The green petrostate How Norway is both climate hero and carbon villain
The Guardian|July 27, 2024
The average Norwegian is more likely than anyone else to drive to work in an electric car and warm their home with a heat pump.
Ajit Niranjan
The green petrostate How Norway is both climate hero and carbon villain

When they turn on the kettle in the morning or charge their phone at night, Norwegians plug into an electricity grid that runs almost entirely on renewables. Their politicians write checks to save trees in tropical forests and politely pressure other countries to protect the environment, too.

But on one metric, Norway's leafy green image darkens to an oily black. The rich Nordic nation digs up more petroleum per person than Russia, Iran, North America and Saudi Arabia.

"Norway claims to be a climate leader, but in reality it is a climate hypocrite," said Frode Pleym, the head of the Norwegian branch of campaign group Greenpeace.

"If Norway were an advertising agency, they would indeed be deemed to be very successful." Famed for its fabulous fjords and fairytale forests, Europe's northernmost country is the closest thing the world has to what could be called a green petrostate. Its 5.5 million inhabitants are adopting clean technologies faster than anyone else - while its political and industry leaders drill furiously for fossil fuels to sell to Europe.
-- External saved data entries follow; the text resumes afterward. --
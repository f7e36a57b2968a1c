#![forbid(unsafe_code)]

//! Option sets of the mutation API.

use formctl_core::Value;

/// Options of [`FormControl::set_value`](crate::FormControl::set_value).
#[derive(Debug, Clone, Copy, PartialEq, Eq, Default)]
pub struct SetValueOptions {
    pub should_validate: bool,
    pub should_dirty: bool,
    pub should_touch: bool,
}

impl SetValueOptions {
    #[must_use]
    pub fn new() -> Self {
        Self::default()
    }

    #[must_use]
    pub fn validate(mut self) -> Self {
        self.should_validate = true;
        self
    }

    #[must_use]
    pub fn dirty(mut self) -> Self {
        self.should_dirty = true;
        self
    }

    #[must_use]
    pub fn touch(mut self) -> Self {
        self.should_touch = true;
        self
    }
}

/// What a full reset keeps.
#[derive(Debug, Clone, Copy, PartialEq, Eq, Default)]
pub struct ResetOptions {
    pub keep_values: bool,
    pub keep_default_values: bool,
    pub keep_dirty: bool,
    /// Keep the values of dirty fields; reset the rest.
    pub keep_dirty_values: bool,
    pub keep_touched: bool,
    pub keep_errors: bool,
    pub keep_is_submitted: bool,
    pub keep_submit_count: bool,
    pub keep_is_submit_successful: bool,
}

/// What resetting one field keeps.
#[derive(Debug, Clone, PartialEq, Default)]
pub struct ResetFieldOptions {
    pub keep_dirty: bool,
    pub keep_touched: bool,
    pub keep_error: bool,
    /// New baseline for the field.
    pub default_value: Option<Value>,
}

/// What unregistering keeps.
#[derive(Debug, Clone, Copy, PartialEq, Eq, Default)]
pub struct UnregisterOptions {
    /// Keep the value and the (unmounted) descriptor.
    pub keep_value: bool,
    pub keep_error: bool,
    pub keep_dirty: bool,
    pub keep_touched: bool,
    pub keep_default_value: bool,
    pub keep_is_valid: bool,
}

impl UnregisterOptions {
    /// Options for a field that is unmounted but expected back.
    #[must_use]
    pub fn keep_value() -> Self {
        Self {
            keep_value: true,
            ..Self::default()
        }
    }
}

/// Focus behavior of array operations that add items.
#[derive(Debug, Clone, PartialEq, Eq, Default)]
pub struct FocusOptions {
    pub should_focus: bool,
    /// Offset from the first added item.
    pub focus_index: Option<usize>,
    /// Sub-field of the item to focus, e.g. `name`.
    pub focus_name: Option<String>,
}

impl FocusOptions {
    #[must_use]
    pub fn focus() -> Self {
        Self {
            should_focus: true,
            ..Self::default()
        }
    }

    #[must_use]
    pub fn focus_name(mut self, name: impl Into<String>) -> Self {
        self.should_focus = true;
        self.focus_name = Some(name.into());
        self
    }

    #[must_use]
    pub fn focus_index(mut self, index: usize) -> Self {
        self.should_focus = true;
        self.focus_index = Some(index);
        self
    }
}
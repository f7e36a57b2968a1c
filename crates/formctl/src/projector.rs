#![forbid(unsafe_code)]

//! The observable form state and the rules for broadcasting its deltas.
//!
//! [`FormState`] is the canonical snapshot. Every mutation produces a
//! [`FormStatePatch`] holding only the keys it changed; patches are merged
//! per key (last write wins) by the state update queue before delivery.
//!
//! # Read sets
//!
//! Each state observer owns a [`ReadSet`]: the keys it has declared or read
//! through a [`StateView`]. A patch reaches the observer only when it touches
//! one of those keys, or when the observer asked for every delta.
//!
//! # Name filters
//!
//! A patch names the fields it concerns. An observer scoped to some names
//! receives the patch when any of its names is equal to, an ancestor of, or
//! a descendant of a patch name (segment-wise, so `a` matches `a.b` but not
//! `ab`). Patches naming nothing concern the whole form.

use std::cell::Cell;
use std::rc::Rc;

use bitflags::bitflags;
use formctl_core::{FieldPath, Tree};
use formctl_runtime::Merge;
use formctl_validation::FieldError;
use serde::Serialize;

bitflags! {
    /// Top-level keys of [`FormState`].
    #[derive(Debug, Clone, Copy, PartialEq, Eq, Hash, Default)]
    pub struct StateKeys: u16 {
        const IS_DIRTY = 1 << 0;
        const DIRTY_FIELDS = 1 << 1;
        const TOUCHED_FIELDS = 1 << 2;
        const ERRORS = 1 << 3;
        const IS_VALID = 1 << 4;
        const IS_VALIDATING = 1 << 5;
        const VALIDATING_FIELDS = 1 << 6;
        const IS_SUBMITTING = 1 << 7;
        const IS_SUBMITTED = 1 << 8;
        const SUBMIT_COUNT = 1 << 9;
        const IS_SUBMIT_SUCCESSFUL = 1 << 10;
        const FOCUSED_FIELD = 1 << 11;
        const DISABLED = 1 << 12;
    }
}

/// Snapshot of the observable form state.
#[derive(Debug, Clone, PartialEq, Serialize)]
#[serde(rename_all = "camelCase")]
pub struct FormState {
    pub is_dirty: bool,
    pub dirty_fields: Tree<bool>,
    pub touched_fields: Tree<bool>,
    pub errors: Tree<FieldError>,
    pub is_valid: bool,
    pub is_validating: bool,
    pub validating_fields: Vec<String>,
    pub is_submitting: bool,
    pub is_submitted: bool,
    pub submit_count: u32,
    pub is_submit_successful: bool,
    pub focused_field: Option<String>,
    pub disabled: bool,
}

impl Default for FormState {
    fn default() -> Self {
        Self {
            is_dirty: false,
            dirty_fields: Tree::Vacant,
            touched_fields: Tree::Vacant,
            errors: Tree::Vacant,
            is_valid: true,
            is_validating: false,
            validating_fields: Vec::new(),
            is_submitting: false,
            is_submitted: false,
            submit_count: 0,
            is_submit_successful: false,
            focused_field: None,
            disabled: false,
        }
    }
}

/// A partial form state. `None` means "unchanged".
#[derive(Debug, Clone, Default, PartialEq)]
pub struct FormStatePatch {
    /// Fields the change concerns; empty for form-wide changes.
    pub names: Vec<String>,
    pub is_dirty: Option<bool>,
    pub dirty_fields: Option<Tree<bool>>,
    pub touched_fields: Option<Tree<bool>>,
    pub errors: Option<Tree<FieldError>>,
    pub is_valid: Option<bool>,
    pub is_validating: Option<bool>,
    pub validating_fields: Option<Vec<String>>,
    pub is_submitting: Option<bool>,
    pub is_submitted: Option<bool>,
    pub submit_count: Option<u32>,
    pub is_submit_successful: Option<bool>,
    pub focused_field: Option<Option<String>>,
    pub disabled: Option<bool>,
}

fn take_newer<T>(slot: &mut Option<T>, newer: Option<T>) {
    if newer.is_some() {
        *slot = newer;
    }
}

impl Merge for FormStatePatch {
    fn merge(&mut self, newer: Self) {
        for name in newer.names {
            if !self.names.contains(&name) {
                self.names.push(name);
            }
        }
        take_newer(&mut self.is_dirty, newer.is_dirty);
        take_newer(&mut self.dirty_fields, newer.dirty_fields);
        take_newer(&mut self.touched_fields, newer.touched_fields);
        take_newer(&mut self.errors, newer.errors);
        take_newer(&mut self.is_valid, newer.is_valid);
        take_newer(&mut self.is_validating, newer.is_validating);
        take_newer(&mut self.validating_fields, newer.validating_fields);
        take_newer(&mut self.is_submitting, newer.is_submitting);
        take_newer(&mut self.is_submitted, newer.is_submitted);
        take_newer(&mut self.submit_count, newer.submit_count);
        take_newer(&mut self.is_submit_successful, newer.is_submit_successful);
        take_newer(&mut self.focused_field, newer.focused_field);
        take_newer(&mut self.disabled, newer.disabled);
    }

    fn is_empty(&self) -> bool {
        self.keys().is_empty()
    }
}

impl FormStatePatch {
    #[must_use]
    pub fn new() -> Self {
        Self::default()
    }

    /// Scope the patch to `name`.
    #[must_use]
    pub fn named(mut self, name: impl Into<String>) -> Self {
        self.names.push(name.into());
        self
    }

    /// The keys this patch sets.
    #[must_use]
    pub fn keys(&self) -> StateKeys {
        let mut keys = StateKeys::empty();
        keys.set(StateKeys::IS_DIRTY, self.is_dirty.is_some());
        keys.set(StateKeys::DIRTY_FIELDS, self.dirty_fields.is_some());
        keys.set(StateKeys::TOUCHED_FIELDS, self.touched_fields.is_some());
        keys.set(StateKeys::ERRORS, self.errors.is_some());
        keys.set(StateKeys::IS_VALID, self.is_valid.is_some());
        keys.set(StateKeys::IS_VALIDATING, self.is_validating.is_some());
        keys.set(StateKeys::VALIDATING_FIELDS, self.validating_fields.is_some());
        keys.set(StateKeys::IS_SUBMITTING, self.is_submitting.is_some());
        keys.set(StateKeys::IS_SUBMITTED, self.is_submitted.is_some());
        keys.set(StateKeys::SUBMIT_COUNT, self.submit_count.is_some());
        keys.set(StateKeys::IS_SUBMIT_SUCCESSFUL, self.is_submit_successful.is_some());
        keys.set(StateKeys::FOCUSED_FIELD, self.focused_field.is_some());
        keys.set(StateKeys::DISABLED, self.disabled.is_some());
        keys
    }

    /// Write every set key into `state`.
    pub fn apply_to(&self, state: &mut FormState) {
        fn put<T: Clone>(target: &mut T, value: &Option<T>) {
            if let Some(value) = value {
                *target = value.clone();
            }
        }
        put(&mut state.is_dirty, &self.is_dirty);
        put(&mut state.dirty_fields, &self.dirty_fields);
        put(&mut state.touched_fields, &self.touched_fields);
        put(&mut state.errors, &self.errors);
        put(&mut state.is_valid, &self.is_valid);
        put(&mut state.is_validating, &self.is_validating);
        put(&mut state.validating_fields, &self.validating_fields);
        put(&mut state.is_submitting, &self.is_submitting);
        put(&mut state.is_submitted, &self.is_submitted);
        put(&mut state.submit_count, &self.submit_count);
        put(&mut state.is_submit_successful, &self.is_submit_successful);
        put(&mut state.focused_field, &self.focused_field);
        put(&mut state.disabled, &self.disabled);
    }
}

// ---------------------------------------------------------------------------
// Read sets
// ---------------------------------------------------------------------------

/// The keys one observer has declared or read. Clones share the set.
#[derive(Debug, Clone, Default)]
pub struct ReadSet {
    keys: Rc<Cell<StateKeys>>,
}

impl ReadSet {
    #[must_use]
    pub fn new(declared: StateKeys) -> Self {
        Self {
            keys: Rc::new(Cell::new(declared)),
        }
    }

    #[must_use]
    pub fn keys(&self) -> StateKeys {
        self.keys.get()
    }

    pub fn record(&self, keys: StateKeys) {
        self.keys.set(self.keys.get() | keys);
    }
}

/// Read access to a state snapshot that records which keys were read.
#[derive(Debug, Clone)]
pub struct StateView {
    state: FormState,
    reads: ReadSet,
}

impl StateView {
    #[must_use]
    pub fn new(state: FormState, reads: ReadSet) -> Self {
        Self { state, reads }
    }

    fn read<T>(&self, key: StateKeys, value: T) -> T {
        self.reads.record(key);
        value
    }

    #[must_use]
    pub fn is_dirty(&self) -> bool {
        self.read(StateKeys::IS_DIRTY, self.state.is_dirty)
    }

    #[must_use]
    pub fn dirty_fields(&self) -> &Tree<bool> {
        self.read(StateKeys::DIRTY_FIELDS, &self.state.dirty_fields)
    }

    #[must_use]
    pub fn touched_fields(&self) -> &Tree<bool> {
        self.read(StateKeys::TOUCHED_FIELDS, &self.state.touched_fields)
    }

    #[must_use]
    pub fn errors(&self) -> &Tree<FieldError> {
        self.read(StateKeys::ERRORS, &self.state.errors)
    }

    /// The error at `path`, reading the `errors` key.
    #[must_use]
    pub fn error(&self, path: &str) -> Option<&FieldError> {
        formctl_core::path::get(self.errors(), path).and_then(Tree::leaf)
    }

    #[must_use]
    pub fn is_valid(&self) -> bool {
        self.read(StateKeys::IS_VALID, self.state.is_valid)
    }

    #[must_use]
    pub fn is_validating(&self) -> bool {
        self.read(StateKeys::IS_VALIDATING, self.state.is_validating)
    }

    #[must_use]
    pub fn validating_fields(&self) -> &[String] {
        self.read(StateKeys::VALIDATING_FIELDS, &self.state.validating_fields)
    }

    #[must_use]
    pub fn is_submitting(&self) -> bool {
        self.read(StateKeys::IS_SUBMITTING, self.state.is_submitting)
    }

    #[must_use]
    pub fn is_submitted(&self) -> bool {
        self.read(StateKeys::IS_SUBMITTED, self.state.is_submitted)
    }

    #[must_use]
    pub fn submit_count(&self) -> u32 {
        self.read(StateKeys::SUBMIT_COUNT, self.state.submit_count)
    }

    #[must_use]
    pub fn is_submit_successful(&self) -> bool {
        self.read(StateKeys::IS_SUBMIT_SUCCESSFUL, self.state.is_submit_successful)
    }

    #[must_use]
    pub fn focused_field(&self) -> Option<&str> {
        self.read(StateKeys::FOCUSED_FIELD, self.state.focused_field.as_deref())
    }

    #[must_use]
    pub fn disabled(&self) -> bool {
        self.read(StateKeys::DISABLED, self.state.disabled)
    }

    /// The whole snapshot, without recording reads.
    #[must_use]
    pub fn snapshot(&self) -> &FormState {
        &self.state
    }
}

// ---------------------------------------------------------------------------
// Delivery rules
// ---------------------------------------------------------------------------

/// Whether a patch must reach an observer with read set `reads`.
#[must_use]
pub fn should_render(patch: &FormStatePatch, reads: StateKeys, all: bool) -> bool {
    let keys = patch.keys();
    !keys.is_empty() && (all || keys.intersects(reads))
}

/// Whether a change to `names` concerns an observer scoped to `filter`.
///
/// An empty filter or an empty name list always matches.
#[must_use]
pub fn should_subscribe_by_name(filter: &[String], names: &[String], exact: bool) -> bool {
    if filter.is_empty() || names.is_empty() {
        return true;
    }
    names.iter().any(|name| {
        let signal = FieldPath::parse(name);
        filter.iter().any(|wanted| {
            let wanted = FieldPath::parse(wanted);
            if exact {
                wanted == signal
            } else {
                wanted.is_related(&signal)
            }
        })
    })
}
It is a paradox that has led some to paint Norway as a climate hero and others to decry it as a carbon villain.

But whether the country deserves either title depends on a deeper issue that has divided people fighting to stop the planet from heating: how much does the supply of fossil fuels matter in a world where people keep demanding more of them? Norway is the wealthiest country in the world that is not classed as a tax haven. For decades, its politicians have spun a rags-toriches tale that puts the discovery of vast petroleum reserves at the centre of its success.

"In Norway, the story goes, we were a really poor country, then we found oil, and now we are rich," said Anne Karin Sæther, a project manager at the Norwegian Climate Foundation. "But Norway was among the 10 richest countries in the world before we found oil - and that is suppressed in the Norwegian narrative."